[Data excerpts — start]

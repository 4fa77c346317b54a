use crate::assistant::Assistant;
use crate::session::{SessionUpdate, VoiceSession};
use crate::store::AppStore;
use std::sync::Arc;
use tokio::sync::{broadcast, RwLock};
use tokio::task::JoinHandle;
use tracing::{debug, warn};

/// Shared application state for HTTP handlers
#[derive(Clone)]
pub struct AppState {
    /// The voice session driven by the mic endpoints
    pub session: Arc<VoiceSession>,

    /// Profile, memories and companion history
    pub store: Arc<RwLock<AppStore>>,

    /// Text companion
    pub assistant: Arc<dyn Assistant>,
}

impl AppState {
    pub fn new(session: Arc<VoiceSession>, store: AppStore, assistant: Arc<dyn Assistant>) -> Self {
        Self {
            session,
            store: Arc::new(RwLock::new(store)),
            assistant,
        }
    }

    /// Copy voice transcripts, replies and tags into the store as they happen
    pub fn spawn_store_sync(&self) -> JoinHandle<()> {
        let mut updates = self.session.subscribe();
        let store = Arc::clone(&self.store);

        tokio::spawn(async move {
            loop {
                let update = match updates.recv().await {
                    Ok(update) => update,
                    Err(broadcast::error::RecvError::Lagged(skipped)) => {
                        warn!("Store sync fell behind; {} session updates lost", skipped);
                        continue;
                    }
                    Err(broadcast::error::RecvError::Closed) => break,
                };

                let result = match update {
                    SessionUpdate::Message(message) => {
                        store.write().await.add_companion_message(message).await
                    }
                    SessionUpdate::Tags(tags) => {
                        store
                            .write()
                            .await
                            .add_companion_tags(&tags)
                            .await
                            .map(|_| ())
                    }
                    SessionUpdate::State(_) | SessionUpdate::Error(_) => Ok(()),
                };

                if let Err(e) = result {
                    warn!("Failed to persist session update: {}", e);
                }
            }
            debug!("Store sync stopped");
        })
    }
}
// Speaker output via rodio
//
// The rodio output stream is not Send, so a dedicated thread opens it and
// keeps it alive until the sink is dropped. Each clip plays through its own
// `rodio::Sink` on the stream handle.

use crate::error::{Result, VoiceError};
use rodio::buffer::SamplesBuffer;
use rodio::{OutputStream, OutputStreamHandle, Sink};
use std::sync::Arc;
use std::thread::JoinHandle;
use tokio::sync::oneshot;
use tracing::{debug, info};

use super::decode::DecodedClip;
use super::sink::AudioSink;

pub struct SpeakerSink {
    handle: OutputStreamHandle,
    stop_tx: Option<std::sync::mpsc::Sender<()>>,
    thread: Option<JoinHandle<()>>,
}

impl SpeakerSink {
    /// Open the default output device
    pub async fn open() -> Result<Self> {
        let (ready_tx, ready_rx) = oneshot::channel();
        let (stop_tx, stop_rx) = std::sync::mpsc::channel::<()>();

        let thread = std::thread::Builder::new()
            .name("speaker".to_string())
            .spawn(move || match OutputStream::try_default() {
                Ok((stream, handle)) => {
                    let _ = ready_tx.send(Ok(handle));
                    // Blocks until the sink is dropped.
                    let _ = stop_rx.recv();
                    drop(stream);
                    info!("Speaker released");
                }
                Err(e) => {
                    let _ = ready_tx.send(Err(VoiceError::DeviceUnavailable(e.to_string())));
                }
            })?;

        match ready_rx.await {
            Ok(Ok(handle)) => {
                info!("Speaker output ready");
                Ok(Self {
                    handle,
                    stop_tx: Some(stop_tx),
                    thread: Some(thread),
                })
            }
            Ok(Err(e)) => {
                let _ = thread.join();
                Err(e)
            }
            Err(_) => Err(VoiceError::Playback(
                "speaker thread exited before start".to_string(),
            )),
        }
    }
}

/// Silences a clip whose `play` future is dropped mid-playback
struct StopOnDrop(Arc<Sink>);

impl Drop for StopOnDrop {
    fn drop(&mut self) {
        self.0.stop();
    }
}

#[async_trait::async_trait]
impl AudioSink for SpeakerSink {
    async fn play(&mut self, clip: &DecodedClip) -> Result<()> {
        let sink = Sink::try_new(&self.handle).map_err(|e| VoiceError::Playback(e.to_string()))?;
        let sink = Arc::new(sink);
        sink.append(SamplesBuffer::new(
            clip.channels.max(1),
            clip.sample_rate,
            clip.samples.clone(),
        ));
        let _guard = StopOnDrop(Arc::clone(&sink));

        let playing = Arc::clone(&sink);
        tokio::task::spawn_blocking(move || playing.sleep_until_end())
            .await
            .map_err(|e| VoiceError::Playback(e.to_string()))?;

        debug!("Played {:.1}s reply clip", clip.duration().as_secs_f64());
        Ok(())
    }

    fn name(&self) -> &str {
        "speaker"
    }
}

impl Drop for SpeakerSink {
    fn drop(&mut self) {
        if let Some(stop_tx) = self.stop_tx.take() {
            let _ = stop_tx.send(());
        }
        // The thread exits on its own once it sees the stop signal.
        self.thread.take();
    }
}
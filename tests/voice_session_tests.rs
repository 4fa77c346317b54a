// Integration tests for the voice session controller
//
// These tests drive full turns through a scripted backend, an in-process
// transport and a recording sink.

mod common;

use anyhow::Result;
use bytes::Bytes;
use common::*;
use eldermama_voice::audio::SilenceConfig;
use eldermama_voice::error::VoiceError;
use eldermama_voice::session::{
    CommandOutcome, SessionConfig, SessionUpdate, Speaker, VoiceSession, VoiceState,
};
use eldermama_voice::transport::SessionEvent;
use eldermama_voice::FALLBACK_REPLY;
use std::sync::Arc;
use std::time::Duration;
use tokio::sync::{broadcast, watch};

fn config() -> SessionConfig {
    SessionConfig {
        silence: SilenceConfig::voice_chat(),
        response_timeout: Duration::from_secs(5),
        ..SessionConfig::default()
    }
}

/// One second of speech followed by two seconds of quiet
fn spoken_turn() -> Vec<i16> {
    let mut samples = voiced(1000, 10_000);
    samples.extend(silence(2000));
    samples
}

async fn wait_state(rx: &mut watch::Receiver<VoiceState>, state: VoiceState) {
    tokio::time::timeout(Duration::from_secs(5), rx.wait_for(|s| *s == state))
        .await
        .unwrap_or_else(|_| panic!("session never reached {:?}", state))
        .expect("session dropped");
}

async fn next_error(rx: &mut broadcast::Receiver<SessionUpdate>) -> VoiceError {
    tokio::time::timeout(Duration::from_secs(5), async {
        loop {
            if let SessionUpdate::Error(e) = rx.recv().await.expect("updates closed") {
                return e;
            }
        }
    })
    .await
    .expect("no error update")
}

#[tokio::test]
async fn test_full_turn_plays_reply_and_returns_idle() -> Result<()> {
    let provider = ScriptedProvider::finite(frames_of(&spoken_turn()));
    let (transport, remote) = mock_transport();
    let sink = RecordingSink::default();
    let session = VoiceSession::spawn(
        config(),
        Arc::new(provider.clone()),
        Box::new(transport),
        Box::new(sink.clone()),
    );
    let mut state = session.watch_state();

    assert_eq!(session.start().await?, CommandOutcome::Accepted);

    // Silence ends the utterance and it goes out as one WAV payload
    let sent = remote.wait_for_sent(1).await;
    assert_eq!(&sent[0][..4], b"RIFF");
    wait_state(&mut state, VoiceState::Awaiting).await;

    let reply = voiced(300, 4000);
    remote
        .emit(SessionEvent::Transcription {
            text: "hello".to_string(),
        })
        .await;
    remote
        .emit(SessionEvent::ReplyText {
            text: "hi there".to_string(),
        })
        .await;
    for frame in split_frames(&wav_bytes(&reply), 3) {
        remote.emit(SessionEvent::AudioFrame(frame)).await;
    }
    remote
        .emit(SessionEvent::Complete {
            response_text: None,
        })
        .await;

    wait_state(&mut state, VoiceState::Idle).await;

    let history = session.conversation().await;
    assert_eq!(history.len(), 2);
    assert_eq!(history[0].sender, Speaker::User);
    assert_eq!(history[0].text, "hello");
    assert_eq!(history[1].sender, Speaker::Ai);
    assert_eq!(history[1].text, "hi there");

    let played = sink.played();
    assert_eq!(played.len(), 1, "three frames should play as one clip");
    assert_eq!(played[0].samples, reply);

    let stats = session.get_stats().await;
    assert_eq!(stats.utterances_sent, 1);
    assert_eq!(stats.turns_completed, 1);
    assert_eq!(provider.stops(), 1, "microphone released after the turn");

    session.shutdown().await;
    Ok(())
}

#[tokio::test]
async fn test_second_start_while_recording_is_ignored() -> Result<()> {
    let provider = ScriptedProvider::holding(Vec::new());
    let (transport, remote) = mock_transport();
    let session = VoiceSession::spawn(
        config(),
        Arc::new(provider.clone()),
        Box::new(transport),
        Box::new(RecordingSink::default()),
    );

    assert_eq!(session.start().await?, CommandOutcome::Accepted);
    assert_eq!(session.start().await?, CommandOutcome::Ignored);
    assert_eq!(session.state(), VoiceState::Recording);
    assert_eq!(provider.created(), 1);
    assert_eq!(remote.connects(), 1);

    // Nothing was captured, so stopping sends nothing
    assert_eq!(session.stop().await?, CommandOutcome::Accepted);
    assert_eq!(session.state(), VoiceState::Idle);
    assert!(remote.sent().is_empty());

    session.shutdown().await;
    Ok(())
}

#[tokio::test]
async fn test_toggle_starts_and_stops() -> Result<()> {
    let provider = ScriptedProvider::holding(frames_of(&voiced(500, 10_000)));
    let (transport, remote) = mock_transport();
    let session = VoiceSession::spawn(
        config(),
        Arc::new(provider),
        Box::new(transport),
        Box::new(RecordingSink::default()),
    );

    assert_eq!(session.toggle().await?, CommandOutcome::Accepted);
    assert_eq!(session.state(), VoiceState::Recording);

    tokio::time::sleep(Duration::from_millis(50)).await;
    assert_eq!(session.toggle().await?, CommandOutcome::Accepted);
    assert_eq!(session.state(), VoiceState::Awaiting);
    assert_eq!(remote.sent().len(), 1);

    // Mic button does nothing while waiting for the reply
    assert_eq!(session.toggle().await?, CommandOutcome::Ignored);

    session.shutdown().await;
    Ok(())
}

#[tokio::test]
async fn test_transport_close_while_awaiting_discards_partial_reply() -> Result<()> {
    let provider = ScriptedProvider::holding(frames_of(&voiced(500, 10_000)));
    let (transport, remote) = mock_transport();
    let sink = RecordingSink::default();
    let session = VoiceSession::spawn(
        config(),
        Arc::new(provider),
        Box::new(transport),
        Box::new(sink.clone()),
    );
    let mut state = session.watch_state();
    let mut updates = session.subscribe();

    session.start().await?;
    tokio::time::sleep(Duration::from_millis(50)).await;
    session.stop().await?;
    assert_eq!(session.state(), VoiceState::Awaiting);

    let abandoned = wav_bytes(&voiced(300, 4000));
    for frame in split_frames(&abandoned, 3).into_iter().take(2) {
        remote.emit(SessionEvent::AudioFrame(frame)).await;
    }
    remote.close("server went away").await;

    let error = next_error(&mut updates).await;
    assert_eq!(error.kind(), "connection_error");
    wait_state(&mut state, VoiceState::Idle).await;

    // The next turn reconnects and plays only its own reply
    session.start().await?;
    assert_eq!(remote.connects(), 2);
    tokio::time::sleep(Duration::from_millis(50)).await;
    session.stop().await?;

    let fresh = voiced(100, 4000);
    remote
        .emit(SessionEvent::AudioFrame(Bytes::from(wav_bytes(&fresh))))
        .await;
    remote
        .emit(SessionEvent::Complete {
            response_text: None,
        })
        .await;
    wait_state(&mut state, VoiceState::Idle).await;

    let played = sink.played();
    assert_eq!(played.len(), 1);
    assert_eq!(played[0].samples, fresh);

    session.shutdown().await;
    Ok(())
}

#[tokio::test]
async fn test_permission_denied_disables_microphone() -> Result<()> {
    let provider =
        ScriptedProvider::failing(VoiceError::PermissionDenied("user declined".to_string()));
    let (transport, remote) = mock_transport();
    let session = VoiceSession::spawn(
        config(),
        Arc::new(provider.clone()),
        Box::new(transport),
        Box::new(RecordingSink::default()),
    );
    let mut updates = session.subscribe();

    let err = session.start().await.unwrap_err();
    assert!(matches!(err, VoiceError::PermissionDenied(_)));
    assert_eq!(next_error(&mut updates).await.kind(), "permission_denied");
    assert_eq!(session.state(), VoiceState::Idle);
    assert_eq!(provider.stops(), 1, "failed start still releases the backend");

    // Further attempts fail fast without touching the device
    let err = session.start().await.unwrap_err();
    assert!(matches!(err, VoiceError::PermissionDenied(_)));
    assert_eq!(provider.created(), 1);
    assert_eq!(remote.connects(), 0);
    assert!(session.get_stats().await.mic_disabled);

    session.shutdown().await;
    Ok(())
}

#[tokio::test]
async fn test_connect_failure_releases_microphone() -> Result<()> {
    let provider = ScriptedProvider::holding(Vec::new());
    let (transport, remote) = mock_transport();
    remote.fail_connect(VoiceError::Connection("refused".to_string()));
    let session = VoiceSession::spawn(
        config(),
        Arc::new(provider.clone()),
        Box::new(transport),
        Box::new(RecordingSink::default()),
    );

    let err = session.start().await.unwrap_err();
    assert_eq!(err.kind(), "connection_error");
    assert_eq!(session.state(), VoiceState::Idle);
    assert_eq!(provider.stops(), 1);
    assert!(!session.get_stats().await.mic_disabled);

    session.shutdown().await;
    Ok(())
}

#[tokio::test]
async fn test_response_timeout_adds_fallback_reply() -> Result<()> {
    let provider = ScriptedProvider::holding(frames_of(&voiced(500, 10_000)));
    let (transport, _remote) = mock_transport();
    let session = VoiceSession::spawn(
        SessionConfig {
            response_timeout: Duration::from_millis(200),
            ..config()
        },
        Arc::new(provider),
        Box::new(transport),
        Box::new(RecordingSink::default()),
    );
    let mut updates = session.subscribe();

    session.start().await?;
    tokio::time::sleep(Duration::from_millis(50)).await;
    session.stop().await?;

    let error = next_error(&mut updates).await;
    assert_eq!(error, VoiceError::ResponseTimeout(200));
    assert_eq!(session.state(), VoiceState::Idle);

    let history = session.conversation().await;
    let last = history.last().expect("fallback message");
    assert_eq!(last.sender, Speaker::Ai);
    assert_eq!(last.text, FALLBACK_REPLY);

    session.shutdown().await;
    Ok(())
}

#[tokio::test]
async fn test_server_error_ends_turn() -> Result<()> {
    let provider = ScriptedProvider::holding(frames_of(&voiced(500, 10_000)));
    let (transport, remote) = mock_transport();
    let session = VoiceSession::spawn(
        config(),
        Arc::new(provider),
        Box::new(transport),
        Box::new(RecordingSink::default()),
    );
    let mut updates = session.subscribe();

    session.start().await?;
    tokio::time::sleep(Duration::from_millis(50)).await;
    session.stop().await?;

    remote
        .emit(SessionEvent::ServerError {
            message: "Could not transcribe audio".to_string(),
        })
        .await;

    let error = next_error(&mut updates).await;
    assert_eq!(
        error,
        VoiceError::Server("Could not transcribe audio".to_string())
    );
    assert_eq!(session.state(), VoiceState::Idle);

    session.shutdown().await;
    Ok(())
}

#[tokio::test]
async fn test_continuous_mode_listens_again_after_reply() -> Result<()> {
    let provider = ScriptedProvider::holding(frames_of(&voiced(500, 10_000)));
    let (transport, remote) = mock_transport();
    let session = VoiceSession::spawn(
        SessionConfig {
            continuous: true,
            resume_delay: Duration::from_millis(50),
            ..config()
        },
        Arc::new(provider.clone()),
        Box::new(transport),
        Box::new(RecordingSink::default()),
    );
    let mut state = session.watch_state();

    session.start().await?;
    tokio::time::sleep(Duration::from_millis(50)).await;
    session.stop().await?;

    remote
        .emit(SessionEvent::Complete {
            response_text: Some("ok".to_string()),
        })
        .await;
    // Idle is brief here; the resume timer brings the mic straight back
    wait_state(&mut state, VoiceState::Recording).await;
    assert_eq!(provider.created(), 2);
    assert_eq!(session.get_stats().await.turns_completed, 1);

    session.shutdown().await;
    Ok(())
}

#[tokio::test]
async fn test_transcription_tags_are_published() -> Result<()> {
    let provider = ScriptedProvider::holding(frames_of(&voiced(500, 10_000)));
    let (transport, remote) = mock_transport();
    let session = VoiceSession::spawn(
        config(),
        Arc::new(provider),
        Box::new(transport),
        Box::new(RecordingSink::default()),
    );
    let mut updates = session.subscribe();

    session.start().await?;
    tokio::time::sleep(Duration::from_millis(50)).await;
    session.stop().await?;
    remote
        .emit(SessionEvent::Transcription {
            text: "I love my garden".to_string(),
        })
        .await;

    let tags = tokio::time::timeout(Duration::from_secs(5), async {
        loop {
            if let Ok(SessionUpdate::Tags(tags)) = updates.recv().await {
                return tags;
            }
        }
    })
    .await?;
    assert_eq!(tags.len(), 1);
    assert_eq!(tags[0].label, "Gardening");

    session.shutdown().await;
    Ok(())
}

#[tokio::test]
async fn test_commands_after_shutdown_report_closed_session() -> Result<()> {
    let (transport, _remote) = mock_transport();
    let session = VoiceSession::spawn(
        config(),
        Arc::new(ScriptedProvider::holding(Vec::new())),
        Box::new(transport),
        Box::new(RecordingSink::default()),
    );

    session.shutdown().await;
    assert_eq!(session.start().await, Err(VoiceError::SessionClosed));
    Ok(())
}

[Data excerpts — finish]

• Try it:
Among the lines of the data above, find those with the word "last" and show them.

• Answer for the task:
    let last = history.last().expect("fallback message");
    assert_eq!(last.sender, Speaker::Ai);
    assert_eq!(last.text, FALLBACK_REPLY);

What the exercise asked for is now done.